[Stored items]
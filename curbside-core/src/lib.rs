//! Core types and service wiring for the curbside trash and recycling calendar.

/// Per-town configuration.
pub mod config;
/// Snapshot assembly from parsed records and overrides.
pub mod database;
/// Domain models shared by every crate.
pub mod model;
/// Street-name canonicalization.
pub mod normalize;
/// Declarative corrections to parsed data.
pub mod overrides;
/// Registry of configured towns.
pub mod plugin;
/// Traits describing snapshot backends.
pub mod ports;
/// Street and house number to collection route.
pub mod resolver;
/// Recurring pickup date generation.
pub mod schedule;
/// High-level service facade used by clients.
pub mod service;
/// Atomically replaceable snapshots.
pub mod snapshot;

pub use config::*;
pub use database::*;
pub use model::*;
pub use normalize::*;
pub use overrides::*;
pub use plugin::*;
pub use ports::*;
pub use resolver::*;
pub use schedule::*;
pub use service::*;
pub use snapshot::*;
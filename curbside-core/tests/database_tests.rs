//! Building snapshots from parser output, town rules, and overrides.

use std::collections::{BTreeMap, BTreeSet};

use chrono::{DateTime, NaiveDate};
use curbside_core::{
    AliasOverrides, BuildError, BuildOverrides, DatabaseBuilder, HolidayOverrides, HolidayRules,
    NormalizerConfig, OverrideError, OverridesPaths, RecyclingColor, RecyclingMode, RecyclingRules,
    ResolverConfig, ResolverSettings, RouteChanges, RouteMatcher, RouteOverrides, RoutePatch,
    RoutesParseResult, RulesConfig, SCHEMA_VERSION, ScheduleConfig, ScheduleParseResult,
    ServiceConfig, ShiftHoliday, SourceMeta, TownConfig, TownId, Weekday, resolve,
};

fn day(year: i32, month: u32, date: u32) -> NaiveDate {
    NaiveDate::from_ymd_opt(year, month, date).expect("valid date")
}

fn config(mode: RecyclingMode) -> TownConfig {
    TownConfig {
        town_id: "westford".to_owned(),
        town_name: "Westford".to_owned(),
        timezone: "America/New_York".to_owned(),
        schedule: ScheduleConfig::default(),
        rules: RulesConfig {
            recycling: RecyclingRules {
                mode,
                anchor_week_sunday: None,
                anchor_color: None,
            },
            holidays: HolidayRules::default(),
        },
        overrides_paths: OverridesPaths::default(),
        resolver: ResolverConfig::default(),
        service: ServiceConfig::default(),
        normalizer: NormalizerConfig::default(),
        database_path: None,
    }
}

/// Parser output as written by the route-list extractor.
fn routes() -> RoutesParseResult {
    serde_json::from_str(
        r#"{
            "routes": [
                {"street": "Boston Rd", "street_normalized": "stale", "weekday": "THURSDAY",
                 "recycling_color": "BLUE", "constraints": [{"parity": "odd"}]},
                {"street": "Boston Rd", "weekday": "friday", "recycling_color": "green",
                 "constraints": [{"parity": "even"}]},
                {"street": "Main St", "weekday": "Monday", "recycling_color": "BLUE"},
                {"street": "Old Mill Ln", "weekday": "Tuesday", "recycling_color": "GREEN"}
            ]
        }"#,
    )
    .expect("routes json")
}

fn schedule() -> ScheduleParseResult {
    serde_json::from_str(
        r#"{
            "calendar_policy": {
                "recycling_mode": "alternating_week",
                "anchor_week_sunday": "2025-04-06",
                "anchor_color": "BLUE"
            },
            "holiday_policy": {
                "no_collection_dates": ["2025-12-25"],
                "shift_holidays": ["2025-05-26", "2025-07-04"]
            }
        }"#,
    )
    .expect("schedule json")
}

#[test]
fn parser_errors_abort_the_build() {
    let town = config(RecyclingMode::AlternatingWeek);
    let mut broken_routes = routes();
    broken_routes.errors.push("page 3: unreadable table".to_owned());
    let mut broken_schedule = schedule();
    broken_schedule.errors.push("no anchor sentence".to_owned());

    let err = DatabaseBuilder::new(&town)
        .build(broken_routes, broken_schedule)
        .expect_err("parse errors");
    assert_eq!(
        err,
        BuildError::Parse(vec![
            "page 3: unreadable table".to_owned(),
            "no anchor sentence".to_owned()
        ])
    );
    assert_eq!(
        err.to_string(),
        "Parsing errors:\n- page 3: unreadable table\n- no anchor sentence"
    );
}

#[test]
fn alternating_mode_without_any_anchor_fails() {
    let town = config(RecyclingMode::AlternatingWeek);
    let err = DatabaseBuilder::new(&town)
        .build(routes(), ScheduleParseResult::default())
        .expect_err("missing anchor");
    assert_eq!(err, BuildError::MissingAnchor);
}

#[test]
fn disabled_mode_needs_no_anchor() {
    let town = config(RecyclingMode::Disabled);
    let db = DatabaseBuilder::new(&town)
        .build(routes(), ScheduleParseResult::default())
        .expect("built");
    assert_eq!(db.calendar_policy.recycling_mode, RecyclingMode::Disabled);
}

#[test]
fn anchor_falls_back_to_parsed_guide() {
    let town = config(RecyclingMode::AlternatingWeek);
    let db = DatabaseBuilder::new(&town)
        .build(routes(), schedule())
        .expect("built");
    assert_eq!(
        db.calendar_policy.anchor(),
        Some((day(2025, 4, 6), RecyclingColor::Blue))
    );
}

#[test]
fn configured_rules_win_over_parsed_guide() {
    let mut town = config(RecyclingMode::AlternatingWeek);
    town.rules.recycling.anchor_week_sunday = Some(day(2025, 4, 13));
    town.rules.recycling.anchor_color = Some(RecyclingColor::Green);
    town.rules.holidays.shift_holidays = vec![day(2025, 9, 1)];
    town.rules.holidays.shift_by_one_day = false;

    let db = DatabaseBuilder::new(&town)
        .build(routes(), schedule())
        .expect("built");
    assert_eq!(
        db.calendar_policy.anchor(),
        Some((day(2025, 4, 13), RecyclingColor::Green))
    );
    assert_eq!(db.holiday_policy.shift_holidays, BTreeSet::from([day(2025, 9, 1)]));
    assert_eq!(
        db.holiday_policy.no_collection_dates,
        BTreeSet::from([day(2025, 12, 25)]),
        "empty configured list falls back to the guide"
    );
    assert!(!db.holiday_policy.shift_by_one_day, "switch comes from config");
}

#[test]
fn normalized_keys_are_recomputed_and_indexed() {
    let town = config(RecyclingMode::AlternatingWeek);
    let db = DatabaseBuilder::new(&town)
        .build(routes(), schedule())
        .expect("built");

    let keys: Vec<&str> = db
        .routes
        .iter()
        .map(|route| route.street_normalized.as_str())
        .collect();
    assert_eq!(keys, vec!["boston road", "boston road", "main street", "old mill lane"]);

    let index = db.street_index.as_ref().expect("index built");
    assert_eq!(index.get("boston road"), Some(&vec![0, 1]));
    assert_eq!(index.get("old mill lane"), Some(&vec![3]));
    assert_eq!(db.schema_version, SCHEMA_VERSION);
}

#[test]
fn overrides_are_applied_before_indexing() {
    let town = config(RecyclingMode::AlternatingWeek);
    let overrides = BuildOverrides {
        aliases: AliasOverrides(BTreeMap::from([(
            "Rt 225".to_owned(),
            "Main Street".to_owned(),
        )])),
        holidays: HolidayOverrides {
            no_collection_dates: Some(Vec::new()),
            shift_holidays: Some(vec![ShiftHoliday::Named {
                date: day(2025, 10, 13),
                name: Some("Columbus Day".to_owned()),
            }]),
        },
        routes: RouteOverrides {
            delete: vec![RouteMatcher {
                street: "Old Mill Lane".to_owned(),
                weekday: None,
                recycling_color: None,
                parity: None,
                range: None,
                no_collection: None,
            }],
            patch: vec![RoutePatch {
                matcher: RouteMatcher {
                    street: "main street".to_owned(),
                    weekday: Some(Weekday::Monday),
                    recycling_color: None,
                    parity: None,
                    range: None,
                    no_collection: None,
                },
                set: RouteChanges {
                    weekday: Some(Weekday::Wednesday),
                    ..RouteChanges::default()
                },
            }],
            add: Vec::new(),
        },
    };

    let db = DatabaseBuilder::new(&town)
        .overrides(overrides)
        .build(routes(), schedule())
        .expect("built");

    assert_eq!(db.routes.len(), 3);
    assert!(
        db.street_index
            .as_ref()
            .is_some_and(|index| !index.contains_key("old mill lane")),
        "deleted route still indexed"
    );
    assert!(db.holiday_policy.no_collection_dates.is_empty());
    assert_eq!(db.holiday_policy.shift_holidays, BTreeSet::from([day(2025, 10, 13)]));

    let via_alias = resolve(&db, "RT 225", None, ResolverSettings::default()).expect("alias");
    assert_eq!(via_alias.weekday, Some(Weekday::Wednesday));
}

#[test]
fn route_override_without_street_fails_the_build() {
    let town = config(RecyclingMode::AlternatingWeek);
    let overrides = BuildOverrides {
        routes: RouteOverrides {
            patch: vec![RoutePatch {
                matcher: RouteMatcher {
                    street: String::new(),
                    weekday: Some(Weekday::Monday),
                    recycling_color: None,
                    parity: None,
                    range: None,
                    no_collection: None,
                },
                set: RouteChanges::default(),
            }],
            ..RouteOverrides::default()
        },
        ..BuildOverrides::default()
    };

    let err = DatabaseBuilder::new(&town)
        .overrides(overrides)
        .build(routes(), schedule())
        .expect_err("blank street");
    assert_eq!(
        err,
        BuildError::Override(OverrideError::MissingStreet {
            section: "patch",
            index: 0,
        })
    );
}

#[test]
fn meta_records_provenance() {
    let town = config(RecyclingMode::AlternatingWeek);
    let built_at = DateTime::from_timestamp(1_750_000_000, 0).expect("timestamp");
    let db = DatabaseBuilder::new(&town)
        .source("routes", SourceMeta {
            url: "https://example.org/routes.pdf".to_owned(),
            sha256: "ab".repeat(32),
            etag: None,
            last_modified: None,
        })
        .git_commit(Some("4f2c9e1".to_owned()))
        .generated_at(built_at)
        .build(routes(), schedule())
        .expect("built");

    let meta = db.meta.expect("meta");
    assert_eq!(meta.town_id, TownId("westford".to_owned()));
    assert_eq!(meta.generated_at, built_at);
    assert_eq!(meta.git_commit.as_deref(), Some("4f2c9e1"));
    assert!(meta.sources.contains_key("routes"), "routes source recorded");
}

**Directions**:
Write out each line above that contains the word "ResolverSettings".

**Solution**:
    ResolverConfig, ResolverSettings, RouteChanges, RouteMatcher, RouteOverrides, RoutePatch,
    let via_alias = resolve(&db, "RT 225", None, ResolverSettings::default()).expect("alias");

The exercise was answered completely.